The problem:
Would you give the entries below again, precisely as they are written?

Records shown:
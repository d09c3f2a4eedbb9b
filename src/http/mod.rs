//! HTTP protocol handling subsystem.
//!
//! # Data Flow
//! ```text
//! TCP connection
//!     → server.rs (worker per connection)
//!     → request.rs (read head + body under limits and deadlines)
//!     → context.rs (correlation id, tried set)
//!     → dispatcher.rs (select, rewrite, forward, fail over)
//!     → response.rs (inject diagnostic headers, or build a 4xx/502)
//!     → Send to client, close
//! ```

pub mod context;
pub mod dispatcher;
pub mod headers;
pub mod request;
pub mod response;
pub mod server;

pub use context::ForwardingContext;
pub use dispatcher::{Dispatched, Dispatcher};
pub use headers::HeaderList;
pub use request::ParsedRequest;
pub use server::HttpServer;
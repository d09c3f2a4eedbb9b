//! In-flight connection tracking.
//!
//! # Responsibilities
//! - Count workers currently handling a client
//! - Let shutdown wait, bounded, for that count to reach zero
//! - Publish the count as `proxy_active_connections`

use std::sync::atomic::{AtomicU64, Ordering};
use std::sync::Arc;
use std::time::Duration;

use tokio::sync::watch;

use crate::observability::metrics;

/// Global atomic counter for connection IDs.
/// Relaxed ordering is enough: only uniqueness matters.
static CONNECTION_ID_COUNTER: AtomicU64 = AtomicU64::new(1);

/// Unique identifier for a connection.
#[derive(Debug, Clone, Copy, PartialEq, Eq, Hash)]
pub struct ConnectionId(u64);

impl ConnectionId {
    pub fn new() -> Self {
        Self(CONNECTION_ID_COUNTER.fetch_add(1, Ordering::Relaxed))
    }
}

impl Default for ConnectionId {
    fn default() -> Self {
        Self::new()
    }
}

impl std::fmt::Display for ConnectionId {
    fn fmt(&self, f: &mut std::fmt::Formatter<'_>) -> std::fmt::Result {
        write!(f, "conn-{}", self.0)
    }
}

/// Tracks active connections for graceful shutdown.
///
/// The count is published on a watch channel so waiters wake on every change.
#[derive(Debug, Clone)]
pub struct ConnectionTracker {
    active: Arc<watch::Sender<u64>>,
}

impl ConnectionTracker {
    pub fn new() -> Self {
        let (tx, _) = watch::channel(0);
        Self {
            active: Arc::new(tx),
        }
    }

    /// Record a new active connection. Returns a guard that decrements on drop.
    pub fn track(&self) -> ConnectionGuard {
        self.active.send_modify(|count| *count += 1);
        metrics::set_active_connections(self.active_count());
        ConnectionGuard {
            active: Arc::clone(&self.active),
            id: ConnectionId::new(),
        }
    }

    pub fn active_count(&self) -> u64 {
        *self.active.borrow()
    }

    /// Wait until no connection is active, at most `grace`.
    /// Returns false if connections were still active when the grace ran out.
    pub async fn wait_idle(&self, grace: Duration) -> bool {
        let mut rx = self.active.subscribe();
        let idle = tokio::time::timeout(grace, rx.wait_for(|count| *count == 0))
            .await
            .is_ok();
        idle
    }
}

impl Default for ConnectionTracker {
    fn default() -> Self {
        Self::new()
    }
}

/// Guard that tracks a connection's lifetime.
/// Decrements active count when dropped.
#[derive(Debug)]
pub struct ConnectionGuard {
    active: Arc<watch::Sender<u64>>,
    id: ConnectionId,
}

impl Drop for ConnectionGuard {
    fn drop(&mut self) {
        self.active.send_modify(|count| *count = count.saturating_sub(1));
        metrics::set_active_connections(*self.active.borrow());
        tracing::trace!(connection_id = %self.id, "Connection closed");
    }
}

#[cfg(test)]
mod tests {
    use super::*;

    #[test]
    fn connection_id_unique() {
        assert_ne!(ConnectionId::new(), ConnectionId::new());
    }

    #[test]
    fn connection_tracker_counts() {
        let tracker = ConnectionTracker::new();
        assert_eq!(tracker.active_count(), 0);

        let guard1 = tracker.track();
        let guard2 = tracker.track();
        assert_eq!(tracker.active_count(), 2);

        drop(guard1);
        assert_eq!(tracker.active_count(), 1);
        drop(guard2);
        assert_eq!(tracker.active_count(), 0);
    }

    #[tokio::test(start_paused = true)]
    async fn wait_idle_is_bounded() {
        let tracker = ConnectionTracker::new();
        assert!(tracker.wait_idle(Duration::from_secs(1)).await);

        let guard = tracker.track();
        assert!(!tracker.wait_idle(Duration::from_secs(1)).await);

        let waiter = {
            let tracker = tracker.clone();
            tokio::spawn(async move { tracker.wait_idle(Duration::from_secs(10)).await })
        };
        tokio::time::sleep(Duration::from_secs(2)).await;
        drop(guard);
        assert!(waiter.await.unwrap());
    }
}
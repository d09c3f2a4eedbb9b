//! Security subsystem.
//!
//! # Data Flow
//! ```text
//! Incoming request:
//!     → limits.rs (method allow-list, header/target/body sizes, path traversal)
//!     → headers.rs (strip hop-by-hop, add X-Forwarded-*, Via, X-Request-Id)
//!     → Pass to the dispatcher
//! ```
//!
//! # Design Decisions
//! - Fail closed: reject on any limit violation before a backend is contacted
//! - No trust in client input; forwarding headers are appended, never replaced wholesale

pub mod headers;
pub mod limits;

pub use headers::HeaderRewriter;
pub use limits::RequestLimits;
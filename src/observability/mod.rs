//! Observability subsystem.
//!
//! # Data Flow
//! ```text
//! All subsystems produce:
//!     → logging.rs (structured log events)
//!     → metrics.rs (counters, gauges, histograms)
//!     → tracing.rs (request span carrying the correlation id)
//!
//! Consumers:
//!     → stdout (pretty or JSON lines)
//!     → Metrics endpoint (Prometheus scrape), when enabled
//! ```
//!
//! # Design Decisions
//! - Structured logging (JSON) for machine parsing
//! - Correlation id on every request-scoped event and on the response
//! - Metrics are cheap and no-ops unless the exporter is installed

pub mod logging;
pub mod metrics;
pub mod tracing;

Completed exercise:
repository d09c3f2a4eedbb9b
filename src/http/mod.rs
//! HTTP protocol handling subsystem.
//!
//! # Data Flow
//! ```text
//! TCP connection
//!     → server.rs (worker per connection)
//!     → request.rs (read head + body under limits and deadlines)
//!     → context.rs (correlation id, tried set)
//!     → dispatcher.rs (select, rewrite, forward, fail over)
//!     → response.rs (inject diagnostic headers, or build a 4xx/502)
//!     → Send to client, close
//! ```

pub mod context;
pub mod dispatcher;
pub mod headers;
pub mod request;
pub mod response;
pub mod server;

pub use context::ForwardingContext;
pub use dispatcher::{Dispatched, Dispatcher};
pub use headers::HeaderList;
pub use request::ParsedRequest;
pub use server::HttpServer;
repository d09c3f2a4eedbb9b
//! In-flight connection tracking.
//!
//! # Responsibilities
//! - Count workers currently handling a client
//! - Let shutdown wait, bounded, for that count to reach zero
//! - Publish the count as `proxy_active_connections`

use std::sync::atomic::{AtomicU64, Ordering};
use std::sync::Arc;
use std::time::Duration;

use tokio::sync::watch;

use crate::observability::metrics;

/// Global atomic counter for connection IDs.
/// Relaxed ordering is enough: only uniqueness matters.
static CONNECTION_ID_COUNTER: AtomicU64 = AtomicU64::new(1);

/// Unique identifier for a connection.
#[derive(Debug, Clone, Copy, PartialEq, Eq, Hash)]
pub struct ConnectionId(u64);

impl ConnectionId {
    pub fn new() -> Self {
        Self(CONNECTION_ID_COUNTER.fetch_add(1, Ordering::Relaxed))
    }
}

impl Default for ConnectionId {
    fn default() -> Self {
        Self::new()
    }
}

impl std::fmt::Display for ConnectionId {
    fn fmt(&self, f: &mut std::fmt::Formatter<'_>) -> std::fmt::Result {
        write!(f, "conn-{}", self.0)
    }
}

/// Tracks active connections for graceful shutdown.
///
/// The count is published on a watch channel so waiters wake on every change.
#[derive(Debug, Clone)]
pub struct ConnectionTracker {
    active: Arc<watch::Sender<u64>>,
}

impl ConnectionTracker {
    pub fn new() -> Self {
        let (tx, _) = watch::channel(0);
        Self {
            active: Arc::new(tx),
        }
    }

    /// Record a new active connection. Returns a guard that decrements on drop.
    pub fn track(&self) -> ConnectionGuard {
        self.active.send_modify(|count| *count += 1);
        metrics::set_active_connections(self.active_count());
        ConnectionGuard {
            active: Arc::clone(&self.active),
            id: ConnectionId::new(),
        }
    }

    pub fn active_count(&self) -> u64 {
        *self.active.borrow()
    }

    /// Wait until no connection is active, at most `grace`.
    /// Returns false if connections were still active when the grace ran out.
    pub async fn wait_idle(&self, grace: Duration) -> bool {
        let mut rx = self.active.subscribe();
        let idle = tokio::time::timeout(grace, rx.wait_for(|count| *count == 0))
            .await
            .is_ok();
        idle
    }
}

impl Default for ConnectionTracker {
    fn default() -> Self {
        Self::new()
    }
}

/// Guard that tracks a connection's lifetime.
/// Decrements active count when dropped.
#[derive(Debug)]
pub struct ConnectionGuard {
    active: Arc<watch::Sender<u64>>,
    id: ConnectionId,
}

impl Drop for ConnectionGuard {
    fn drop(&mut self) {
        self.active.send_modify(|count| *count = count.saturating_sub(1));
        metrics::set_active_connections(*self.active.borrow());
        tracing::trace!(connection_id = %self.id, "Connection closed");
    }
}

#[cfg(test)]
mod tests {
    use super::*;

    #[test]
    fn connection_id_unique() {
        assert_ne!(ConnectionId::new(), ConnectionId::new());
    }

    #[test]
    fn connection_tracker_counts() {
        let tracker = ConnectionTracker::new();
        assert_eq!(tracker.active_count(), 0);

        let guard1 = tracker.track();
        let guard2 = tracker.track();
        assert_eq!(tracker.active_count(), 2);

        drop(guard1);
        assert_eq!(tracker.active_count(), 1);
        drop(guard2);
        assert_eq!(tracker.active_count(), 0);
    }

    #[tokio::test(start_paused = true)]
    async fn wait_idle_is_bounded() {
        let tracker = ConnectionTracker::new();
        assert!(tracker.wait_idle(Duration::from_secs(1)).await);

        let guard = tracker.track();
        assert!(!tracker.wait_idle(Duration::from_secs(1)).await);

        let waiter = {
            let tracker = tracker.clone();
            tokio::spawn(async move { tracker.wait_idle(Duration::from_secs(10)).await })
        };
        tokio::time::sleep(Duration::from_secs(2)).await;
        drop(guard);
        assert!(waiter.await.unwrap());
    }
}
repository d09c3f2a4eedbb9b
//! Security subsystem.
//!
//! # Data Flow
//! ```text
//! Incoming request:
//!     → limits.rs (method allow-list, header/target/body sizes, path traversal)
//!     → headers.rs (strip hop-by-hop, add X-Forwarded-*, Via, X-Request-Id)
//!     → Pass to the dispatcher
//! ```
//!
//! # Design Decisions
//! - Fail closed: reject on any limit violation before a backend is contacted
//! - No trust in client input; forwarding headers are appended, never replaced wholesale

pub mod headers;
pub mod limits;

pub use headers::HeaderRewriter;
pub use limits::RequestLimits;
filename src/observability/mod.rs
//! Observability subsystem.
//!
//! # Data Flow
//! ```text
//! All subsystems produce:
//!     → logging.rs (structured log events)
//!     → metrics.rs (counters, gauges, histograms)
//!     → tracing.rs (request span carrying the correlation id)
//!
//! Consumers:
//!     → stdout (pretty or JSON lines)
//!     → Metrics endpoint (Prometheus scrape), when enabled
//! ```
//!
//! # Design Decisions
//! - Structured logging (JSON) for machine parsing
//! - Correlation id on every request-scoped event and on the response
//! - Metrics are cheap and no-ops unless the exporter is installed

pub mod logging;
pub mod metrics;
pub mod tracing;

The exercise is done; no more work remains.